Work instructions:
Read through the records. Copy each line that has the word "alice".

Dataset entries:
★ ★ ★ ★

//! Typed accessors over the per-instance timer state
//!
//! The metadata entries named in `warden_api::keys` emulate timers in a
//! stateless reconciliation model. Everything here is a pure function over
//! an `Instance` (or a raw value) producing either a typed value or a
//! `MetadataPatch` for the store to apply atomically.

use chrono::{DateTime, Utc};
use thiserror::Error;
use warden_api::{
    Instance, ALERT_COUNT_KEY, LAST_ACTIVITY_KEY, LAST_NOTIFICATION_KEY, LAST_RUNNING_KEY,
};
use warden_util::{format_rfc3339, parse_rfc3339, WardenError};

use crate::MetadataPatch;

/// State faults on timer metadata
#[derive(Debug, Clone, Error, PartialEq, Eq)]
pub enum StateError {
    /// The field is absent; the caller is expected to have bootstrapped.
    #[error("Missing state field: {0}")]
    Missing(&'static str),

    /// The field is present but not parseable in its documented format.
    /// An unparseable value is a fault, not a silent reset.
    #[error("Malformed state field {field}: {value:?}")]
    Malformed { field: &'static str, value: String },
}

impl StateError {
    fn malformed(field: &'static str, value: &str) -> Self {
        Self::Malformed {
            field,
            value: value.to_string(),
        }
    }
}

impl From<StateError> for WardenError {
    fn from(e: StateError) -> Self {
        match e {
            StateError::Missing(field) => WardenError::MissingState(field.to_string()),
            StateError::Malformed { field, value } => WardenError::malformed_state(field, value),
        }
    }
}

pub type StateResult<T> = Result<T, StateError>;

/// Compute the bootstrap patch for an instance, if any field is missing.
///
/// Sets `alertCount = "0"`, `lastActivity = now` and `lastRunning` to the
/// current running flag, each only when absent; `lastNotification` stays
/// absent until the first warning. Returns `None` when the instance is
/// already bootstrapped, making a second call a no-op.
pub fn bootstrap_patch(instance: &Instance, now: DateTime<Utc>) -> Option<MetadataPatch> {
    let mut patch = MetadataPatch::new();

    if instance.metadata_value(ALERT_COUNT_KEY).is_none() {
        patch = patch.set(ALERT_COUNT_KEY, "0");
    }
    if instance.metadata_value(LAST_ACTIVITY_KEY).is_none() {
        patch = patch.set(LAST_ACTIVITY_KEY, format_rfc3339(now));
    }
    if instance.metadata_value(LAST_RUNNING_KEY).is_none() {
        patch = patch.set(LAST_RUNNING_KEY, instance.running.to_string());
    }

    if patch.is_empty() { None } else { Some(patch) }
}

/// Stored last-observed-activity timestamp.
pub fn last_activity(instance: &Instance) -> StateResult<DateTime<Utc>> {
    let raw = instance
        .metadata_value(LAST_ACTIVITY_KEY)
        .ok_or(StateError::Missing(LAST_ACTIVITY_KEY))?;
    parse_rfc3339(raw).map_err(|_| StateError::malformed(LAST_ACTIVITY_KEY, raw))
}

/// Stored last-notification timestamp; `Ok(None)` until the first warning.
pub fn last_notification(instance: &Instance) -> StateResult<Option<DateTime<Utc>>> {
    match instance.metadata_value(LAST_NOTIFICATION_KEY) {
        None => Ok(None),
        Some(raw) => parse_rfc3339(raw)
            .map(Some)
            .map_err(|_| StateError::malformed(LAST_NOTIFICATION_KEY, raw)),
    }
}

/// Stored alert counter.
pub fn alert_count(instance: &Instance) -> StateResult<u32> {
    let raw = instance
        .metadata_value(ALERT_COUNT_KEY)
        .ok_or(StateError::Missing(ALERT_COUNT_KEY))?;
    raw.parse::<u32>()
        .map_err(|_| StateError::malformed(ALERT_COUNT_KEY, raw))
}

/// Running flag observed on the previous pass. Absent or unparseable
/// values read as `None`: the transition detector then just records the
/// current flag without firing.
pub fn last_running(instance: &Instance) -> Option<bool> {
    instance
        .metadata_value(LAST_RUNNING_KEY)
        .and_then(|raw| raw.parse::<bool>().ok())
}

/// Increment the alert counter value by one, as a decimal string.
///
/// `"3"` becomes `"4"`. A malformed current value fails with `Malformed`;
/// the counter is an anti-spam safeguard rather than a safety-critical
/// value, so the caller recovers by writing `"0"` instead of aborting the
/// pass.
pub fn increment_alert_count(current: &str) -> StateResult<String> {
    let count: u32 = current
        .parse()
        .map_err(|_| StateError::malformed(ALERT_COUNT_KEY, current))?;
    Ok((count + 1).to_string())
}

/// Patch clearing the alert state: counter back to `"0"`,
/// `lastNotification` removed.
pub fn reset_alert_patch() -> MetadataPatch {
    MetadataPatch::new()
        .set(ALERT_COUNT_KEY, "0")
        .remove(LAST_NOTIFICATION_KEY)
}

/// Patch recording a fresh activity observation. Re-activation detection:
/// new activity also clears the alert state so the escalation ladder
/// restarts from zero.
pub fn activity_refresh_patch(observed: DateTime<Utc>) -> MetadataPatch {
    MetadataPatch::new()
        .set(LAST_ACTIVITY_KEY, format_rfc3339(observed))
        .merge(reset_alert_patch())
}

/// Patch recording that a warning was sent just now.
pub fn notification_sent_patch(next_count: &str, now: DateTime<Utc>) -> MetadataPatch {
    MetadataPatch::new()
        .set(ALERT_COUNT_KEY, next_count)
        .set(LAST_NOTIFICATION_KEY, format_rfc3339(now))
}

/// Patch recording the currently observed running flag.
pub fn running_observed_patch(running: bool) -> MetadataPatch {
    MetadataPatch::new().set(LAST_RUNNING_KEY, running.to_string())
}

#[cfg(test)]
mod tests {
    use super::*;
    use chrono::TimeZone;
    use std::collections::BTreeMap;
    use warden_util::{InstanceKey, TenantId};

    fn make_instance(metadata: &[(&str, &str)]) -> Instance {
        Instance {
            key: InstanceKey::new("ns", "inst"),
            revision: 1,
            created_at: Utc.with_ymd_and_hms(2026, 3, 1, 10, 0, 0).unwrap(),
            running: true,
            persistent: false,
            tenant: TenantId::new("alice"),
            tenant_email: "alice@example.com".into(),
            template: "netlab".into(),
            pretty_name: "Network Lab".into(),
            metadata: metadata
                .iter()
                .map(|(k, v)| (k.to_string(), v.to_string()))
                .collect(),
        }
    }

    #[test]
    fn bootstrap_sets_missing_fields_only() {
        let now = Utc.with_ymd_and_hms(2026, 3, 1, 12, 0, 0).unwrap();
        let instance = make_instance(&[(LAST_ACTIVITY_KEY, "2026-03-01T10:00:00Z")]);

        let patch = bootstrap_patch(&instance, now).unwrap();
        let mut metadata = instance.metadata.clone();
        patch.apply_to(&mut metadata);

        // Pre-existing activity untouched, counter and running flag added
        assert_eq!(
            metadata.get(LAST_ACTIVITY_KEY).map(String::as_str),
            Some("2026-03-01T10:00:00Z")
        );
        assert_eq!(metadata.get(ALERT_COUNT_KEY).map(String::as_str), Some("0"));
        assert_eq!(metadata.get(LAST_RUNNING_KEY).map(String::as_str), Some("true"));
        assert!(!metadata.contains_key(LAST_NOTIFICATION_KEY));
    }

    #[test]
    fn bootstrap_is_idempotent() {
        let now = Utc.with_ymd_and_hms(2026, 3, 1, 12, 0, 0).unwrap();
        let mut instance = make_instance(&[]);

        let patch = bootstrap_patch(&instance, now).unwrap();
        patch.apply_to(&mut instance.metadata);

        // A second call on an already-bootstrapped instance is a no-op
        assert!(bootstrap_patch(&instance, now).is_none());
    }

    #[test]
    fn last_activity_missing_vs_malformed() {
        let instance = make_instance(&[]);
        assert_eq!(
            last_activity(&instance),
            Err(StateError::Missing(LAST_ACTIVITY_KEY))
        );

        let instance = make_instance(&[(LAST_ACTIVITY_KEY, "yesterday-ish")]);
        assert!(matches!(
            last_activity(&instance),
            Err(StateError::Malformed { field, .. }) if field == LAST_ACTIVITY_KEY
        ));

        let instance = make_instance(&[(LAST_ACTIVITY_KEY, "2026-03-01T10:00:00Z")]);
        assert_eq!(
            last_activity(&instance).unwrap(),
            Utc.with_ymd_and_hms(2026, 3, 1, 10, 0, 0).unwrap()
        );
    }

    #[test]
    fn last_notification_absent_is_ok() {
        let instance = make_instance(&[]);
        assert_eq!(last_notification(&instance), Ok(None));

        let instance = make_instance(&[(LAST_NOTIFICATION_KEY, "not-a-time")]);
        assert!(last_notification(&instance).is_err());
    }

    #[test]
    fn increment_parses_and_adds_one() {
        assert_eq!(increment_alert_count("3").unwrap(), "4");
        assert_eq!(increment_alert_count("0").unwrap(), "1");
    }

    #[test]
    fn increment_fails_on_garbage_and_caller_recovers_to_zero() {
        let result = increment_alert_count("abc");
        assert!(matches!(
            result,
            Err(StateError::Malformed { field, .. }) if field == ALERT_COUNT_KEY
        ));

        // The documented recovery: reset to a sane value
        let recovered = increment_alert_count("abc").unwrap_or_else(|_| "0".to_string());
        assert_eq!(recovered, "0");

        // Negative counts are not valid non-negative integers
        assert!(increment_alert_count("-1").is_err());
    }

    #[test]
    fn reset_clears_counter_and_notification() {
        let mut metadata = BTreeMap::new();
        metadata.insert(ALERT_COUNT_KEY.to_string(), "2".to_string());
        metadata.insert(
            LAST_NOTIFICATION_KEY.to_string(),
            "2026-03-01T10:00:00Z".to_string(),
        );

        reset_alert_patch().apply_to(&mut metadata);

        assert_eq!(metadata.get(ALERT_COUNT_KEY).map(String::as_str), Some("0"));
        assert!(!metadata.contains_key(LAST_NOTIFICATION_KEY));
    }

    #[test]
    fn activity_refresh_restarts_escalation() {
        let observed = Utc.with_ymd_and_hms(2026, 3, 1, 11, 30, 0).unwrap();
        let mut metadata = BTreeMap::new();
        metadata.insert(ALERT_COUNT_KEY.to_string(), "2".to_string());
        metadata.insert(
            LAST_NOTIFICATION_KEY.to_string(),
            "2026-03-01T10:00:00Z".to_string(),
        );

        activity_refresh_patch(observed).apply_to(&mut metadata);

        assert_eq!(
            metadata.get(LAST_ACTIVITY_KEY).map(String::as_str),
            Some("2026-03-01T11:30:00Z")
        );
        assert_eq!(metadata.get(ALERT_COUNT_KEY).map(String::as_str), Some("0"));
        assert!(!metadata.contains_key(LAST_NOTIFICATION_KEY));
    }
}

★ ★ ★ ★

Answer space:
            tenant: TenantId::new("alice"),
            tenant_email: "alice@example.com".into(),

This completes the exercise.